Lesson 10 of 20

GROUP BY & HAVING

GROUP BY - Grouping Results

GROUP BY divides the result set into groups based on one or more columns. It is almost always used with aggregate functions to calculate summary statistics for each group.

When you use GROUP BY, each unique combination of the grouped columns becomes one row in the result. Any column in the SELECT that is not inside an aggregate function must appear in the GROUP BY clause.

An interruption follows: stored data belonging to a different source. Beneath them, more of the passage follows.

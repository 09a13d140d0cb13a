//! Per-curve spline state.
//!
//! Moments and tangent handles live in knot-indexed arrays that grow and
//! shrink with the point sequence. The moment arrays double as the warm
//! start for the next relaxation, so they are kept across solves instead of
//! being rebuilt.

use crate::domain::{HandleSide, Tangent};
use crate::error::FitError;

/// The two one-sided derivatives at a knot.
#[derive(Debug, Clone, Copy, PartialEq, Default)]
pub struct TangentPair {
    pub incoming: Tangent,
    pub outgoing: Tangent,
}

impl TangentPair {
    pub fn new(incoming: Tangent, outgoing: Tangent) -> Self {
        Self { incoming, outgoing }
    }

    /// Same derivative on both sides.
    pub fn both(d: Tangent) -> Self {
        Self::new(d, d)
    }

    pub fn get(&self, side: HandleSide) -> Tangent {
        match side {
            HandleSide::Incoming => self.incoming,
            HandleSide::Outgoing => self.outgoing,
        }
    }

    pub fn set(&mut self, side: HandleSide, d: Tangent) {
        match side {
            HandleSide::Incoming => self.incoming = d,
            HandleSide::Outgoing => self.outgoing = d,
        }
    }
}

/// Moments `M_x`, `M_y` and tangent pairs, one slot per knot.
#[derive(Debug, Clone, PartialEq, Default)]
pub struct SplineState {
    mx: Vec<f64>,
    my: Vec<f64>,
    tangents: Vec<TangentPair>,
}

impl SplineState {
    pub fn new() -> Self {
        Self::default()
    }

    /// Zeroed state for `n` knots.
    pub fn with_len(n: usize) -> Self {
        Self {
            mx: vec![0.0; n],
            my: vec![0.0; n],
            tangents: vec![TangentPair::default(); n],
        }
    }

    pub fn len(&self) -> usize {
        self.mx.len()
    }

    pub fn is_empty(&self) -> bool {
        self.mx.is_empty()
    }

    pub fn moments_x(&self) -> &[f64] {
        &self.mx
    }

    pub fn moments_y(&self) -> &[f64] {
        &self.my
    }

    pub fn tangents(&self) -> &[TangentPair] {
        &self.tangents
    }

    pub fn tangent(&self, index: usize) -> Result<&TangentPair, FitError> {
        let len = self.len();
        self.tangents
            .get(index)
            .ok_or(FitError::IndexOutOfRange { index, len })
    }

    pub fn tangent_mut(&mut self, index: usize) -> Result<&mut TangentPair, FitError> {
        let len = self.len();
        self.tangents
            .get_mut(index)
            .ok_or(FitError::IndexOutOfRange { index, len })
    }

    /// Add a slot for a knot appended at the end.
    pub fn push_knot(&mut self) {
        self.mx.push(0.0);
        self.my.push(0.0);
        self.tangents.push(TangentPair::default());
    }

    pub fn pop_knot(&mut self) {
        self.mx.pop();
        self.my.pop();
        self.tangents.pop();
    }

    /// Drop the slot of knot `index`, shifting later knots down.
    pub fn remove_knot(&mut self, index: usize) -> Result<(), FitError> {
        let len = self.len();
        if index >= len {
            return Err(FitError::IndexOutOfRange { index, len });
        }
        self.mx.remove(index);
        self.my.remove(index);
        self.tangents.remove(index);
        Ok(())
    }

    /// Grow (with zeroed slots) or shrink to `n` knots.
    pub fn resize(&mut self, n: usize) {
        self.mx.resize(n, 0.0);
        self.my.resize(n, 0.0);
        self.tangents.resize(n, TangentPair::default());
    }

    pub fn clear(&mut self) {
        self.mx.clear();
        self.my.clear();
        self.tangents.clear();
    }

    pub(crate) fn moments_mut(&mut self) -> (&mut [f64], &mut [f64]) {
        (&mut self.mx, &mut self.my)
    }

    pub(crate) fn tangents_mut(&mut self) -> &mut [TangentPair] {
        &mut self.tangents
    }
}

#[cfg(test)]
mod tests {
    use super::*;

    #[test]
    fn slots_follow_the_point_sequence() {
        let mut state = SplineState::new();
        assert!(state.is_empty());
        state.push_knot();
        state.push_knot();
        state.push_knot();
        assert_eq!(state.len(), 3);
        assert_eq!(state.tangents().len(), 3);

        state.pop_knot();
        assert_eq!(state.len(), 2);

        state.resize(5);
        assert_eq!(state.moments_y().len(), 5);

        state.clear();
        assert!(state.is_empty());
    }

    #[test]
    fn remove_knot_shifts_later_slots() {
        let mut state = SplineState::with_len(3);
        state.tangent_mut(2).unwrap().outgoing = Tangent::new(1.0, 2.0);
        state.remove_knot(0).unwrap();
        assert_eq!(state.tangent(1).unwrap().outgoing, Tangent::new(1.0, 2.0));
        assert_eq!(
            state.remove_knot(2),
            Err(FitError::IndexOutOfRange { index: 2, len: 2 })
        );
    }

    #[test]
    fn pair_accessors_by_side() {
        let mut pair = TangentPair::both(Tangent::new(1.0, 0.0));
        pair.set(HandleSide::Incoming, Tangent::new(0.0, 1.0));
        assert_eq!(pair.get(HandleSide::Incoming), Tangent::new(0.0, 1.0));
        assert_eq!(pair.get(HandleSide::Outgoing), Tangent::new(1.0, 0.0));
    }
}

  • GROUP BY creates one result row per unique group
  • Every non-aggregated column in SELECT must be in the GROUP BY clause
  • Groups are formed before aggregate functions are applied
  • You can group by multiple columns for more granular results
Example
-- Count users by their active status
SELECT is_active, COUNT(*) AS user_count
FROM users
GROUP BY is_active;

-- Average age grouped by active status
SELECT is_active, AVG(age) AS avg_age
FROM users
GROUP BY is_active;

-- Count users who joined each month
SELECT 
    YEAR(join_date) AS join_year,
    MONTH(join_date) AS join_month,
    COUNT(*) AS new_users
FROM users
GROUP BY YEAR(join_date), MONTH(join_date)
ORDER BY join_year, join_month;
Notes
  • If you see the error 'column must appear in the GROUP BY clause or be used in an aggregate function', it means you selected a column that is not grouped or aggregated.

HAVING - Filtering Groups

HAVING filters groups after they have been formed by GROUP BY, while WHERE filters individual rows before grouping. This distinction is critical: you cannot use aggregate functions in a WHERE clause, but you can in a HAVING clause.

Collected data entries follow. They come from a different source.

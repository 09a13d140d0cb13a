//! Dense linear solves for the fitting code.
//!
//! Two kinds of system show up:
//!
//! ```text
//! interpolation:   V c = y                         (square: Vandermonde / kernel matrix)
//! approximation:   min |V c - y|² + λ|c|²          (tall: n samples, order + 1 columns)
//! ```
//!
//! Implementation choices:
//! - Columns are equilibrated to unit norm before factoring. Power-basis
//!   columns built from pixel coordinates differ by many orders of
//!   magnitude, and the scaling keeps the rank test meaningful.
//! - Square systems use column-pivoted Householder QR. Pivoting pushes small
//!   pivots to the end, so the ratio of the smallest to the largest diagonal
//!   entry of `R` is a cheap rank estimate.
//! - Approximation factors the design matrix itself with an SVD instead of
//!   forming `VᵀV`, which would square its condition number. Ridge stacks
//!   `√λ·I` under `V` and a zero block under `y`; the minimizer is the same as
//!   `(VᵀV + λI) c = Vᵀy`.
//! - A system whose estimate falls under `RANK_RCOND`, or whose solution is
//!   not finite, is reported as `SingularSystem` instead of being returned.
//!   A positive ridge penalty keeps every singular value away from zero, so
//!   only the unpenalized case gets the rank test.

use nalgebra::{DMatrix, DVector};

use crate::error::FitError;

/// Relative pivot size below which a system is treated as rank deficient.
pub const RANK_RCOND: f64 = 1e-13;

/// Solve the square system `a · x = b`.
pub fn solve_square(
    a: &DMatrix<f64>,
    b: &DVector<f64>,
    context: &'static str,
) -> Result<DVector<f64>, FitError> {
    let n = a.nrows();
    if a.ncols() != n {
        return Err(FitError::ShapeMismatch {
            expected: n,
            actual: a.ncols(),
        });
    }
    if b.len() != n {
        return Err(FitError::ShapeMismatch {
            expected: n,
            actual: b.len(),
        });
    }
    if n == 0 {
        return Err(FitError::SingularSystem { context });
    }
    if a.iter().chain(b.iter()).any(|v| !v.is_finite()) {
        return Err(FitError::SingularSystem { context });
    }

    let scale: Vec<f64> = a.column_iter().map(|c| c.norm()).collect();
    if scale.iter().any(|&s| s == 0.0) {
        return Err(FitError::SingularSystem { context });
    }
    let mut scaled = a.clone();
    for (j, s) in scale.iter().enumerate() {
        scaled.column_mut(j).iter_mut().for_each(|v| *v /= s);
    }

    let qr = scaled.col_piv_qr();
    let r = qr.r();
    let largest = r.diagonal().iter().fold(0.0_f64, |m, d| m.max(d.abs()));
    let smallest = r.diagonal().iter().fold(f64::INFINITY, |m, d| m.min(d.abs()));
    if !(largest.is_finite() && largest > 0.0) || smallest / largest < RANK_RCOND {
        log::debug!("{context}: rank test failed (pivot ratio {:e})", smallest / largest);
        return Err(FitError::SingularSystem { context });
    }

    let z = qr.solve(b).ok_or(FitError::SingularSystem { context })?;
    let x = DVector::from_iterator(n, z.iter().zip(scale.iter()).map(|(zi, s)| zi / s));
    if x.iter().any(|v| !v.is_finite()) {
        return Err(FitError::SingularSystem { context });
    }
    Ok(x)
}

/// Minimize `|design · c - y|² + lambda · |c|²`.
///
/// `lambda = 0` gives ordinary least squares, which needs at least as many
/// rows as columns and a design matrix of full column rank.
pub fn solve_least_squares(
    design: &DMatrix<f64>,
    y: &DVector<f64>,
    lambda: f64,
    context: &'static str,
) -> Result<DVector<f64>, FitError> {
    let (n, p) = design.shape();
    if n != y.len() {
        return Err(FitError::ShapeMismatch {
            expected: n,
            actual: y.len(),
        });
    }
    if !(lambda.is_finite() && lambda >= 0.0) {
        return Err(FitError::invalid("lambda", format!("must be finite and >= 0, got {lambda}")));
    }
    if p == 0 || (lambda == 0.0 && n < p) {
        return Err(FitError::SingularSystem { context });
    }
    if design.iter().chain(y.iter()).any(|v| !v.is_finite()) {
        return Err(FitError::SingularSystem { context });
    }

    let (mut a, b) = if lambda > 0.0 {
        let mut a = DMatrix::<f64>::zeros(n + p, p);
        a.view_mut((0, 0), (n, p)).copy_from(design);
        a.view_mut((n, 0), (p, p))
            .copy_from(&(DMatrix::<f64>::identity(p, p) * lambda.sqrt()));
        let mut b = DVector::<f64>::zeros(n + p);
        b.rows_mut(0, n).copy_from(y);
        (a, b)
    } else {
        (design.clone(), y.clone())
    };

    let scale: Vec<f64> = a.column_iter().map(|c| c.norm()).collect();
    if scale.iter().any(|&s| s == 0.0) {
        return Err(FitError::SingularSystem { context });
    }
    for (j, s) in scale.iter().enumerate() {
        a.column_mut(j).iter_mut().for_each(|v| *v /= s);
    }

    let svd = a.svd(true, true);
    let largest = svd.singular_values.max();
    let smallest = svd.singular_values.min();
    if !(largest.is_finite() && largest > 0.0) {
        return Err(FitError::SingularSystem { context });
    }
    if lambda == 0.0 && smallest / largest < RANK_RCOND {
        log::debug!("{context}: rank test failed (singular value ratio {:e})", smallest / largest);
        return Err(FitError::SingularSystem { context });
    }

    let z = svd
        .solve(&b, 0.0)
        .map_err(|_| FitError::SingularSystem { context })?;
    let x = DVector::from_iterator(p, z.iter().zip(scale.iter()).map(|(zi, s)| zi / s));
    if x.iter().any(|v| !v.is_finite()) {
        return Err(FitError::SingularSystem { context });
    }
    Ok(x)
}

#[cfg(test)]
mod tests {
    use super::*;

    #[test]
    fn solves_small_square_system() {
        // 2x + y = 5, x - y = 1  ->  x = 2, y = 1
        let a = DMatrix::from_row_slice(2, 2, &[2.0, 1.0, 1.0, -1.0]);
        let b = DVector::from_row_slice(&[5.0, 1.0]);
        let x = solve_square(&a, &b, "test").unwrap();
        assert!((x[0] - 2.0).abs() < 1e-12);
        assert!((x[1] - 1.0).abs() < 1e-12);
    }

    #[test]
    fn duplicate_rows_are_singular() {
        let a = DMatrix::from_row_slice(3, 3, &[1.0, 2.0, 4.0, 1.0, 2.0, 4.0, 1.0, 3.0, 9.0]);
        let b = DVector::from_row_slice(&[1.0, 2.0, 3.0]);
        let err = solve_square(&a, &b, "test").unwrap_err();
        assert_eq!(err, FitError::SingularSystem { context: "test" });
    }

    #[test]
    fn zero_column_is_singular() {
        let a = DMatrix::from_row_slice(2, 2, &[1.0, 0.0, 2.0, 0.0]);
        let b = DVector::from_row_slice(&[1.0, 2.0]);
        assert!(solve_square(&a, &b, "test").is_err());
    }

    #[test]
    fn least_squares_solves_simple_line() {
        // Fit y = 2 + 3x on x = [0,1,2]
        let x = DMatrix::from_row_slice(3, 2, &[1.0, 0.0, 1.0, 1.0, 1.0, 2.0]);
        let y = DVector::from_row_slice(&[2.0, 5.0, 8.0]);

        let beta = solve_least_squares(&x, &y, 0.0, "test").unwrap();
        assert!((beta[0] - 2.0).abs() < 1e-10);
        assert!((beta[1] - 3.0).abs() < 1e-10);
    }

    #[test]
    fn ridge_shrinks_coefficients() {
        let x = DMatrix::from_row_slice(3, 2, &[1.0, 0.0, 1.0, 1.0, 1.0, 2.0]);
        let y = DVector::from_row_slice(&[2.0, 5.0, 8.0]);

        let ols = solve_least_squares(&x, &y, 0.0, "test").unwrap();
        let ridge = solve_least_squares(&x, &y, 5.0, "test").unwrap();
        assert!(ridge.norm() < ols.norm());
    }

    #[test]
    fn ridge_matches_penalized_normal_equations() {
        // (XᵀX + 5I) c = Xᵀy  ->  [[8, 3], [3, 10]] c = [15, 21]
        let x = DMatrix::from_row_slice(3, 2, &[1.0, 0.0, 1.0, 1.0, 1.0, 2.0]);
        let y = DVector::from_row_slice(&[2.0, 5.0, 8.0]);
        let c = solve_least_squares(&x, &y, 5.0, "test").unwrap();
        assert!((c[0] - 87.0 / 71.0).abs() < 1e-12, "{c}");
        assert!((c[1] - 123.0 / 71.0).abs() < 1e-12, "{c}");
    }

    #[test]
    fn more_columns_than_rows_needs_a_penalty() {
        let x = DMatrix::from_row_slice(2, 3, &[1.0, 0.0, 0.0, 1.0, 1.0, 1.0]);
        let y = DVector::from_row_slice(&[1.0, 2.0]);
        assert_eq!(
            solve_least_squares(&x, &y, 0.0, "test"),
            Err(FitError::SingularSystem { context: "test" })
        );
        let c = solve_least_squares(&x, &y, 0.1, "test").unwrap();
        assert!(c.iter().all(|v| v.is_finite()));
    }

    #[test]
    fn pixel_scale_power_columns_are_not_rank_deficient() {
        // Squaring this design through VᵀV fails the rank test; factoring V
        // directly keeps it well inside.
        let xs: Vec<f64> = (0..30).map(|i| 100.0 + 400.0 * (i as f64 + 0.5) / 30.0).collect();
        let order = 8;
        let v = DMatrix::from_fn(xs.len(), order + 1, |i, j| xs[i].powi(j as i32));
        let y = DVector::from_iterator(xs.len(), xs.iter().map(|x| (x / 80.0).sin() * 100.0));
        let c = solve_least_squares(&v, &y, 0.0, "test").unwrap();
        assert_eq!(c.len(), order + 1);
        assert!(c.iter().all(|v| v.is_finite()));
    }

    #[test]
    fn non_square_is_rejected() {
        let a = DMatrix::<f64>::zeros(2, 3);
        let b = DVector::<f64>::zeros(2);
        assert!(matches!(
            solve_square(&a, &b, "test"),
            Err(FitError::ShapeMismatch { .. })
        ));
    }
}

Think of it this way: WHERE filters rows, HAVING filters groups.

Example
-- Find statuses with more than 3 users
SELECT is_active, COUNT(*) AS user_count
FROM users
GROUP BY is_active
HAVING COUNT(*) > 3;

-- Find age groups with an average age over 30
SELECT 
    CASE
        WHEN age < 25 THEN 'Under 25'
        WHEN age BETWEEN 25 AND 35 THEN '25-35'
        ELSE 'Over 35'
    END AS age_group,
    COUNT(*) AS user_count,
    AVG(age) AS avg_age
FROM users
GROUP BY age_group
HAVING AVG(age) > 30;

-- WHERE and HAVING together
SELECT is_active, COUNT(*) AS user_count
FROM users
WHERE age > 20           -- filter rows first
GROUP BY is_active
HAVING COUNT(*) >= 2;    -- then filter groups
Notes
  • SQL execution order: FROM -> WHERE -> GROUP BY -> HAVING -> SELECT -> ORDER BY -> LIMIT. Understanding this order helps you write correct queries.